La fine delle presbiopia: arriverà la correzione chirurgica?
Risultati nel 2003 ancora inconsistenti.
I presbiti potenzialmente interessati sono miliardi: tutti gli individui che hanno superato i 42-43 anni di età. Da anni si cerca una soluzione che permetta di vedere da vicino senza utilizzare lenti correttive.
Ultimamente alcuni produttori (in particolare la ditta Presby) stanno spingendo al massimo per fare accettare alla classe medica la "nuova" tecnica. Non si tratta di una chirurgia laser e non interessa parti ottiche dell'occhio (cornea o cristallino).
Il disegno qui a fianco schematizza il nuovo intervento sull'occhio realizzato con l'inserimento nello spessore del guscio dell'occhio (sclera) di quattro "stecchette" in plastica (Scleral Expansion Bands o "SEB") che dovrebbero ridare nuova elasticità al cristallino invecchiato. La tecnica è stata sviluppata dal Dott. Schachar nel 1992 e successivamente perfezionata nella strumentazione e negli inserti in plastica utilizzati. L'intervento dura mediamente mezz'ora per occhio e può essere reversibile con la rimozione degli inserti sclerali.

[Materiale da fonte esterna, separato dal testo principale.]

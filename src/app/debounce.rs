use std::sync::mpsc::{self, RecvTimeoutError};
use std::thread::{self, JoinHandle};
use std::time::{Duration, Instant};

use tracing::{debug, trace};

enum Message<T> {
    Schedule(T),
    Flush(mpsc::Sender<()>),
    Shutdown,
}

/// Coalesces bursts of values into one call of a sink.
///
/// Every `schedule` replaces the pending value and restarts the quiet period;
/// the sink runs on a worker thread once the period passes without another
/// value. Dropping the debouncer runs anything still pending and joins the
/// worker.
pub struct Debouncer<T: Send + 'static> {
    tx: mpsc::Sender<Message<T>>,
    worker: Option<JoinHandle<()>>,
}

impl<T: Send + 'static> Debouncer<T> {
    pub fn new(delay: Duration, mut sink: impl FnMut(T) + Send + 'static) -> Self {
        let (tx, rx) = mpsc::channel::<Message<T>>();
        let worker = thread::spawn(move || {
            let mut pending: Option<T> = None;
            let mut deadline: Option<Instant> = None;
            let mut run = |pending: &mut Option<T>| {
                if let Some(value) = pending.take() {
                    debug!("debounced write firing");
                    sink(value);
                }
            };

            loop {
                let message = match deadline {
                    Some(at) => match rx.recv_timeout(at.saturating_duration_since(Instant::now())) {
                        Ok(message) => message,
                        Err(RecvTimeoutError::Timeout) => {
                            run(&mut pending);
                            deadline = None;
                            continue;
                        }
                        Err(RecvTimeoutError::Disconnected) => break,
                    },
                    None => match rx.recv() {
                        Ok(message) => message,
                        Err(_) => break,
                    },
                };

                match message {
                    Message::Schedule(value) => {
                        trace!("debounce timer restarted");
                        pending = Some(value);
                        deadline = Some(Instant::now() + delay);
                    }
                    Message::Flush(ack) => {
                        run(&mut pending);
                        deadline = None;
                        let _ = ack.send(());
                    }
                    Message::Shutdown => break,
                }
            }
            run(&mut pending);
        });

        Debouncer {
            tx,
            worker: Some(worker),
        }
    }

    pub fn schedule(&self, value: T) {
        let _ = self.tx.send(Message::Schedule(value));
    }

    /// Run any pending value now and wait for the sink to finish.
    pub fn flush(&self) {
        let (ack_tx, ack_rx) = mpsc::channel();
        if self.tx.send(Message::Flush(ack_tx)).is_ok() {
            let _ = ack_rx.recv();
        }
    }
}

impl<T: Send + 'static> Drop for Debouncer<T> {
    fn drop(&mut self) {
        let _ = self.tx.send(Message::Shutdown);
        if let Some(worker) = self.worker.take() {
            let _ = worker.join();
        }
    }
}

Ricercatori in tutto il mondo hanno avviato i test necessari per verificare questa interessante tecnica. Molti studi riportati sulle più autorevoli riviste scientifiche oculistiche (es. Ophthalmology 108 (12): 2165-71, 2001) dimostrano che i risultati sono inconsistenti ed imprevedibili. Solo alcuni pazienti hanno migliorato le capacità di lettura e per un periodo limitato a 7-60 giorni. Attendiamo altre tecniche od aggiustamenti di tecnica per potere risolvere il problema della presbiopia.